Before I post the link, I just don't seem to get the principal.
My understanding has always been this, maximum clock speed = processor speed (eg, 5 1ghz does not equal 5ghz) and while
that makes sense, you can share the load between each CPU, eg allocated a CPU to a thread and let it get on with it, kinda like
5 guys taking 1 hour to do the job of 1 man working 5 hours.
But, when it comes to something like an ATMega, we have all kinds of extra things going on.
I've seen this done the RPI too, 16/32 boards all linked to produce a powerful machine... but I still don't get how
controlling 32 of them be 32 Attiny85's, or raspberry pi's or atmega!
Do we have 1 processor which controls every other processor? how's the shifting around of memory work?!
Mind you, they share external RAM and use 8 digital pins to access that RAM, and two control pins.

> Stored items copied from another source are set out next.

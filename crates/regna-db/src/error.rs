//! Error types for the data layer.
//!
//! All errors are propagated via [`DbError`], which wraps the underlying
//! [`sqlx`] and [`serde_json`] errors. Before a [`DbError`] crosses into the
//! engine it is logged in full and reduced to an opaque backend failure --
//! callers never see storage internals.

/// Errors that can occur in the data layer.
#[derive(Debug, thiserror::Error)]
pub enum DbError {
    /// A `PostgreSQL` operation failed.
    #[error("PostgreSQL error: {0}")]
    Postgres(#[from] sqlx::Error),

    /// A `PostgreSQL` migration failed.
    #[error("PostgreSQL migration error: {0}")]
    Migration(#[from] sqlx::migrate::MigrateError),

    /// A serialization or deserialization error.
    #[error("Serialization error: {0}")]
    Serialization(#[from] serde_json::Error),

    /// A persisted row holds data the engine's types cannot represent.
    #[error("Corrupt persisted data: {0}")]
    Corrupt(String),

    /// A configuration error.
    #[error("Configuration error: {0}")]
    Config(String),
}
//! The generate-resources handler.
//!
//! Converts spent turns into gold, population, and elan. Gold comes from
//! peasants and income buildings, population grows with housing up to the
//! land's capacity, and temples generate elan up to the racial cap. This is
//! the one handler that updates the aggregate without creating a child
//! entity.

use regna_types::{
    ActionOutcome, ActionType, BuildingKind, Caller, GenerateResourcesRequest, KingdomPatch,
    ResourcesPatch,
};
use serde_json::json;

use regna_formulas::{elan_generation, gold_income, max_elan, population_cap, population_growth};

use crate::error::EngineError;
use crate::store::{KingdomStore, StoreError};
use crate::validation;

use super::{MAX_COMMIT_ATTEMPTS, load_kingdom, outcome_from_error, retries_exhausted};

/// Generate resources for a kingdom by spending turns.
pub async fn generate_resources<S>(
    store: &S,
    caller: &Caller,
    request: &GenerateResourcesRequest,
) -> ActionOutcome
where
    S: KingdomStore,
{
    match resolve(store, caller, request).await {
        Ok(payload) => ActionOutcome::ok(payload),
        Err(error) => {
            outcome_from_error(ActionType::GenerateResources, request.kingdom_id, &error)
        }
    }
}

async fn resolve<S>(
    store: &S,
    caller: &Caller,
    request: &GenerateResourcesRequest,
) -> Result<serde_json::Value, EngineError>
where
    S: KingdomStore,
{
    let valid = validation::validate_generate(request)?;

    for attempt in 0..MAX_COMMIT_ATTEMPTS {
        let kingdom = load_kingdom(store, valid.kingdom_id).await?;

        let income_buildings = kingdom.building_count(BuildingKind::Guildhall);
        let housing = kingdom.building_count(BuildingKind::Cottage);
        let temples = kingdom.building_count(BuildingKind::Temple);
        let pop_cap = population_cap(kingdom.resources.land);
        let mana_cap = max_elan(temples, kingdom.race);

        let mut gold = kingdom.resources.gold;
        let mut population = kingdom.resources.population;
        let mut mana = kingdom.resources.mana;

        for _ in 0..valid.turns {
            gold = gold.saturating_add(gold_income(population, income_buildings));
            population =
                population.saturating_add(population_growth(population, housing, pop_cap));
            // Generation never confiscates a balance already above the cap;
            // it just stops adding.
            let generated = mana
                .saturating_add(elan_generation(temples, kingdom.race))
                .min(mana_cap);
            mana = mana.max(generated);
        }

        let patch = KingdomPatch {
            resources: Some(ResourcesPatch {
                gold: Some(gold),
                population: Some(population),
                mana: Some(mana),
                ..ResourcesPatch::default()
            }),
            ..KingdomPatch::default()
        };

        match store.update_kingdom(kingdom.id, kingdom.version, patch).await {
            Ok(updated) => {
                tracing::info!(
                    kingdom = %kingdom.id,
                    turns = valid.turns,
                    generated_by = %caller.subject_id,
                    "resources generated"
                );
                return Ok(json!({
                    "turns": valid.turns,
                    "gold_gained": gold.saturating_sub(kingdom.resources.gold),
                    "population_gained": population.saturating_sub(kingdom.resources.population),
                    "mana_gained": mana.saturating_sub(kingdom.resources.mana),
                    "gold": updated.resources.gold,
                    "population": updated.resources.population,
                    "mana": updated.resources.mana,
                }));
            }
            Err(StoreError::VersionConflict { .. }) => {
                tracing::debug!(kingdom = %kingdom.id, attempt, "generate commit conflicted, retrying");
            }
            Err(other) => return Err(other.into()),
        }
    }

    Err(retries_exhausted(ActionType::GenerateResources))
}
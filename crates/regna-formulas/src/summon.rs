//! Race-specific troop-summon yields.
//!
//! The summoning ritual converts a fixed fraction of the kingdom's total
//! land into troops. Rates come from the racial dispatch table and the
//! result is truncated to a whole number of troops.

use regna_types::Race;

use crate::races;

/// Troops yielded by one summoning ritual.
///
/// `truncate(total_land * rate)`, with the rate in basis points per race
/// (Human 200 = 2.00%, Sidhe 304 = 3.04%). Deterministic and linear in
/// `total_land`.
pub fn summon_troops(race: Race, total_land: u64) -> u64 {
    let rate_bp = races::traits(race).summon_rate_bp;
    let scaled = u128::from(total_land)
        .saturating_mul(u128::from(rate_bp))
        .checked_div(10_000)
        .unwrap_or(0);
    u64::try_from(scaled).unwrap_or(u64::MAX)
}
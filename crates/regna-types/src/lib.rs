//! Shared type definitions for the Regna rules engine.
//!
//! This crate is the single source of truth for the types used across the
//! workspace: entity structs, enumerations, strongly-typed identifiers, and
//! the action request/outcome contract between the host and the engine.
//!
//! # Modules
//!
//! - [`ids`] -- Type-safe UUID wrappers for all entity identifiers
//! - [`enums`] -- Enumeration types (races, resources, buildings, spells, error codes)
//! - [`structs`] -- Core entity structs (kingdom, territory, unit stacks, spell effects)
//! - [`actions`] -- Action request/outcome types for host-engine communication

pub mod actions;
pub mod enums;
pub mod ids;
pub mod structs;

// Re-export all public types at crate root for convenience.
pub use actions::{
    ActionOutcome, Caller, CastSpellRequest, ClaimTerritoryRequest, ConstructBuildingRequest,
    CoordinateInput, GenerateResourcesRequest, TrainUnitsRequest,
};
pub use enums::{
    ActionType, BuildingKind, ErrorCode, Race, ResourceKind, Spell, TerrainKind, TerritoryKind,
    UnitKind,
};
pub use ids::{KingdomId, SpellEffectId, TerritoryId, UnitStackId};
pub use structs::{
    Coordinates, Kingdom, KingdomPatch, NewSpellEffect, NewTerritory, NewUnitStack, Resources,
    ResourcesPatch, SpellEffect, Territory, UnitStack,
};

So quite a few of your existing pins are used to get to the RAM (maybe I2C would have been another option).
Also he is using a bytecode (runtime emulation) system so the cores are interpreting bytecode, not running machine code, which would slow them down compared to executing native instructions.
I don't want to "knock" it, it's a great example of how multi-core processors can be made to work together.
Someone had something along similar sorts of lines here a while back: multiple processors stacked together with each one doing it own specialized "thing".
And as he points out, the CPU chips are around $2 each, so you can always get an Atmega328 processor and make it do whatever specialized thing you want, and combine them together for interesting effects.
At the "higher-end" scale of things, this is basically what you are looking for:
The actual individual processing nodes used can be anything from simple 1-bit machines, to complete computers in their own right (beowulf clusters, blades, gpus, etc).
Then you get into the whole networking infrastructure (for memory, data, etc - sharing).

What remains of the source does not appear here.